Hello PyTorch community!

I’m having this small idea as part of a much bigger project to train a CNN that has multiple binary classifiers at the final layer. It might sound weird but it’s actually inspired by MDNet [1] training procedure for visual tracking. I have a few questions regarding training such a network for multi-class image classification. Here are some details beforehand:

  1. So for a 10 class MNIST dataset, we would have 10 separate binary classifiers (binary softmax) instead of a single 10-way softmax classifier.
  2. binary classifier 1 is responsible to classify ‘1’ images (positive samples) and other samples as non ‘1’ (negative samples)
  3. every layer and parameter before binary classifiers are shared for all batches.

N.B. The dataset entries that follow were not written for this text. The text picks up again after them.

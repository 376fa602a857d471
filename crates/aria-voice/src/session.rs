//! **Session** — one caller, three tasks, private state.
//!
//! `run_session` wires the ingest loop, the paced egress task, and at most one
//! cognition task over shared per-session state. Nothing here is shared across
//! sessions except the immutable codec tables and the compiled VAD model.

use crate::cognition::Cognition;
use crate::codec;
use crate::egress;
use crate::error::{VoiceError, VoiceResult};
use crate::ingest;
use crate::llm;
use crate::queue::OutboundQueue;
use crate::transport::{ServerEvent, Transport};
use crate::turn::{TurnConfig, TurnEngine};
use crate::vad::{build_vad, VadConfig};
use std::sync::Arc;
use std::time::Duration;
use tokio::sync::{mpsc, Mutex};
use tracing::{debug, info};

/// Wire audio profile, fixed at session accept.
#[derive(Debug, Clone, Copy, PartialEq, Eq)]
pub enum WireProfile {
    /// 8 kHz mu-law, 160-byte frames at 20 ms, both directions.
    Telephony,
    /// 16 kHz signed 16-bit LE PCM: 640-byte frames in, 6,400-byte (200 ms)
    /// frames out to cut per-message overhead.
    Web,
}

impl WireProfile {
    pub fn sample_rate(&self) -> u32 {
        match self {
            WireProfile::Telephony => 8000,
            WireProfile::Web => 16000,
        }
    }

    /// Wire bytes per second of audio.
    pub fn byte_rate(&self) -> u32 {
        match self {
            WireProfile::Telephony => 8000,
            WireProfile::Web => 32000,
        }
    }

    pub fn frame_ms(&self) -> u64 {
        20
    }

    pub fn inbound_frame_bytes(&self) -> usize {
        (self.byte_rate() as u64 * self.frame_ms() / 1000) as usize
    }

    pub fn outbound_frame_bytes(&self) -> usize {
        match self {
            WireProfile::Telephony => 160,
            WireProfile::Web => 6400,
        }
    }

    /// Wall-clock duration of `len` wire bytes, for pacing.
    pub fn frame_duration(&self, len: usize) -> Duration {
        Duration::from_micros(len as u64 * 1_000_000 / self.byte_rate() as u64)
    }

    /// Decode one inbound frame to PCM. Length must match the profile.
    pub fn decode_frame(&self, raw: &[u8]) -> VoiceResult<Vec<i16>> {
        if raw.len() != self.inbound_frame_bytes() {
            return Err(VoiceError::Decode(format!(
                "frame length mismatch: got {}, expected {}",
                raw.len(),
                self.inbound_frame_bytes()
            )));
        }
        match self {
            WireProfile::Telephony => Ok(codec::mulaw_decode(raw)),
            WireProfile::Web => codec::pcm_from_le_bytes(raw),
        }
    }

    /// Encode reply PCM (already at the wire rate) into wire bytes.
    pub fn encode_pcm(&self, pcm: &[i16]) -> Vec<u8> {
        match self {
            WireProfile::Telephony => codec::mulaw_encode(pcm),
            WireProfile::Web => codec::pcm_to_le_bytes(pcm),
        }
    }
}

impl std::str::FromStr for WireProfile {
    type Err = VoiceError;

    fn from_str(s: &str) -> Result<Self, Self::Err> {
        match s.to_ascii_lowercase().as_str() {
            "telephony" | "mulaw" => Ok(WireProfile::Telephony),
            "web" | "pcm16" => Ok(WireProfile::Web),
            other => Err(VoiceError::Config(format!("unknown wire profile {other:?}"))),
        }
    }
}

/// Everything one session needs beyond its transport and user identity.
#[derive(Debug, Clone)]
pub struct SessionConfig {
    pub profile: WireProfile,
    pub vad: VadConfig,
    pub turn: TurnConfig,
    /// Outbound queue depth in frames (default ~3 s of audio).
    pub queue_capacity: usize,
    /// History turns loaded for the LLM prompt.
    pub history_limit: usize,
    /// TTS voice id.
    pub voice: String,
    pub system_prompt: String,
    pub stt_deadline: Duration,
    pub llm_deadline: Duration,
    pub tts_deadline: Duration,
}

impl Default for SessionConfig {
    fn default() -> Self {
        Self::for_profile(WireProfile::Telephony)
    }
}

impl SessionConfig {
    pub fn for_profile(profile: WireProfile) -> Self {
        Self {
            profile,
            vad: VadConfig::default(),
            turn: TurnConfig {
                frame_ms: profile.frame_ms(),
                ..TurnConfig::default()
            },
            queue_capacity: 150,
            history_limit: 20,
            voice: "nova".to_string(),
            system_prompt: llm::SYSTEM_PROMPT.to_string(),
            stt_deadline: Duration::from_secs(10),
            llm_deadline: Duration::from_secs(15),
            tts_deadline: Duration::from_secs(20),
        }
    }
}

/// Per-session state shared between the three tasks.
#[derive(Clone)]
pub(crate) struct Shared {
    pub turn: Arc<Mutex<TurnEngine>>,
    pub queue: Arc<OutboundQueue>,
    pub events: mpsc::Sender<ServerEvent>,
    pub config: Arc<SessionConfig>,
    pub services: Cognition,
    pub user_id: i64,
}

impl Shared {
    /// Emit one wire event; a closed writer means the transport is gone.
    pub async fn send(&self, event: ServerEvent) -> VoiceResult<()> {
        self.events
            .send(event)
            .await
            .map_err(|_| VoiceError::Transport("event writer closed".to_string()))
    }
}

/// Drive one call end to end. Returns when the transport closes or fails;
/// by then the egress task has exited and any cognition job is cancelled.
pub async fn run_session<T: Transport>(
    mut transport: T,
    events: mpsc::Sender<ServerEvent>,
    user_id: i64,
    config: SessionConfig,
    services: Cognition,
) -> VoiceResult<()> {
    let vad = build_vad(&config.vad, config.profile.sample_rate())?;
    let profile = config.profile;
    let shared = Shared {
        turn: Arc::new(Mutex::new(TurnEngine::new(&config.turn))),
        queue: Arc::new(OutboundQueue::new(config.queue_capacity)),
        events,
        config: Arc::new(config),
        services,
        user_id,
    };

    info!(user_id, ?profile, "session started");
    let egress_task = tokio::spawn(egress::run(
        Arc::clone(&shared.queue),
        shared.events.clone(),
        profile,
    ));

    let result = ingest::run(&mut transport, shared.clone(), vad).await;

    shared.queue.close();
    let _ = egress_task.await;
    debug!(user_id, "session tasks stopped");
    result
}

#[cfg(test)]
mod tests {
    use super::*;

    #[test]
    fn telephony_profile_dimensions() {
        let p = WireProfile::Telephony;
        assert_eq!(p.sample_rate(), 8000);
        assert_eq!(p.inbound_frame_bytes(), 160);
        assert_eq!(p.outbound_frame_bytes(), 160);
        assert_eq!(p.frame_duration(160), Duration::from_millis(20));
    }

    #[test]
    fn web_profile_dimensions() {
        let p = WireProfile::Web;
        assert_eq!(p.sample_rate(), 16000);
        assert_eq!(p.inbound_frame_bytes(), 640);
        assert_eq!(p.outbound_frame_bytes(), 6400);
        assert_eq!(p.frame_duration(6400), Duration::from_millis(200));
    }

    #[test]
    fn frame_length_is_enforced() {
        let err = WireProfile::Telephony.decode_frame(&[0u8; 100]).unwrap_err();
        assert!(matches!(err, VoiceError::Decode(_)));
        assert!(WireProfile::Telephony.decode_frame(&[0xFFu8; 160]).is_ok());
    }

    #[test]
    fn telephony_decode_is_mulaw() {
        let pcm = WireProfile::Telephony.decode_frame(&[0xFFu8; 160]).unwrap();
        assert!(pcm.iter().all(|&s| s == 0));
    }

    #[test]
    fn profile_parses_from_str() {
        assert_eq!("telephony".parse::<WireProfile>().unwrap(), WireProfile::Telephony);
        assert_eq!("web".parse::<WireProfile>().unwrap(), WireProfile::Web);
        assert!("isdn".parse::<WireProfile>().is_err());
    }
}
//! Lexicon sentiment polarity for turn analytics.
//!
//! Scores user text in [-1, 1] from small positive/negative word lists with
//! single-word negation flips. Recorded with the stored turn; never consulted
//! by the reply path.

const POSITIVE: &[&str] = &[
    "good", "great", "love", "loved", "like", "liked", "awesome", "amazing", "happy", "nice",
    "wonderful", "excellent", "fantastic", "perfect", "thanks", "thank", "helpful", "fun", "glad",
    "cool", "best", "yes",
];

const NEGATIVE: &[&str] = &[
    "bad", "terrible", "hate", "hated", "awful", "horrible", "sad", "angry", "annoying", "worst",
    "broken", "useless", "slow", "wrong", "problem", "problems", "fail", "failed", "no", "never",
    "frustrated", "stupid",
];

const NEGATIONS: &[&str] = &["not", "never", "no", "don't", "dont", "isn't", "isnt", "won't", "wont"];

/// Polarity in [-1, 1]; 0.0 for neutral or empty text.
pub fn polarity(text: &str) -> f32 {
    let words: Vec<String> = text
        .split_whitespace()
        .map(|w| {
            w.trim_matches(|c: char| !c.is_alphanumeric() && c != '\'')
                .to_ascii_lowercase()
        })
        .filter(|w| !w.is_empty())
        .collect();
    if words.is_empty() {
        return 0.0;
    }

    let mut score = 0i32;
    let mut hits = 0i32;
    for (i, word) in words.iter().enumerate() {
        let weight = if POSITIVE.contains(&word.as_str()) {
            1
        } else if NEGATIVE.contains(&word.as_str()) {
            -1
        } else {
            continue;
        };
        let negated = i > 0 && NEGATIONS.contains(&words[i - 1].as_str());
        score += if negated { -weight } else { weight };
        hits += 1;
    }
    if hits == 0 {
        return 0.0;
    }
    (score as f32 / hits as f32).clamp(-1.0, 1.0)
}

So here are my questions about loading and feeding data:

  1. How would you partition your data to positive and negative samples for training?
    My initial answer to this would be to take ‘p’ positive and ‘n’ negative samples (images) for classifier ‘i’ at each batch. So batch 1 for classifier 1, batch 2 for classifier 2, and so on!
  2. How would you write a routine for PyTorch to do this? my initial answer was to write a complicated routine of choosing ‘p’ number of positive images and ‘n’ number of negative samples at each batch. Bu then my code got very complicated and I thought there might be easier answers for this.
    Another way would be to make 10 copies of the dataset and label each based on the positive and negative samples. So a copy of MNIST with ‘1’ images labeled as one and the rest as zero; another copy of MNIST with ‘2’ images labeled as one and the rest as zero; and so on. Then write a data loader method to extract for example 128 images for one batch from the first copy and train the CNN and binary classifier 1; then next 128 images would be from dataset copy 2 and classifier 2, and so on.
    NOTE: then I thought for the first batch of 128 images there might not be any positive samples (images of ‘1’). Does this make a problem?

I would love to hear your opinion on this. Also if there are any topics or researches similar to this, I would appreciate it if you could refer me to it.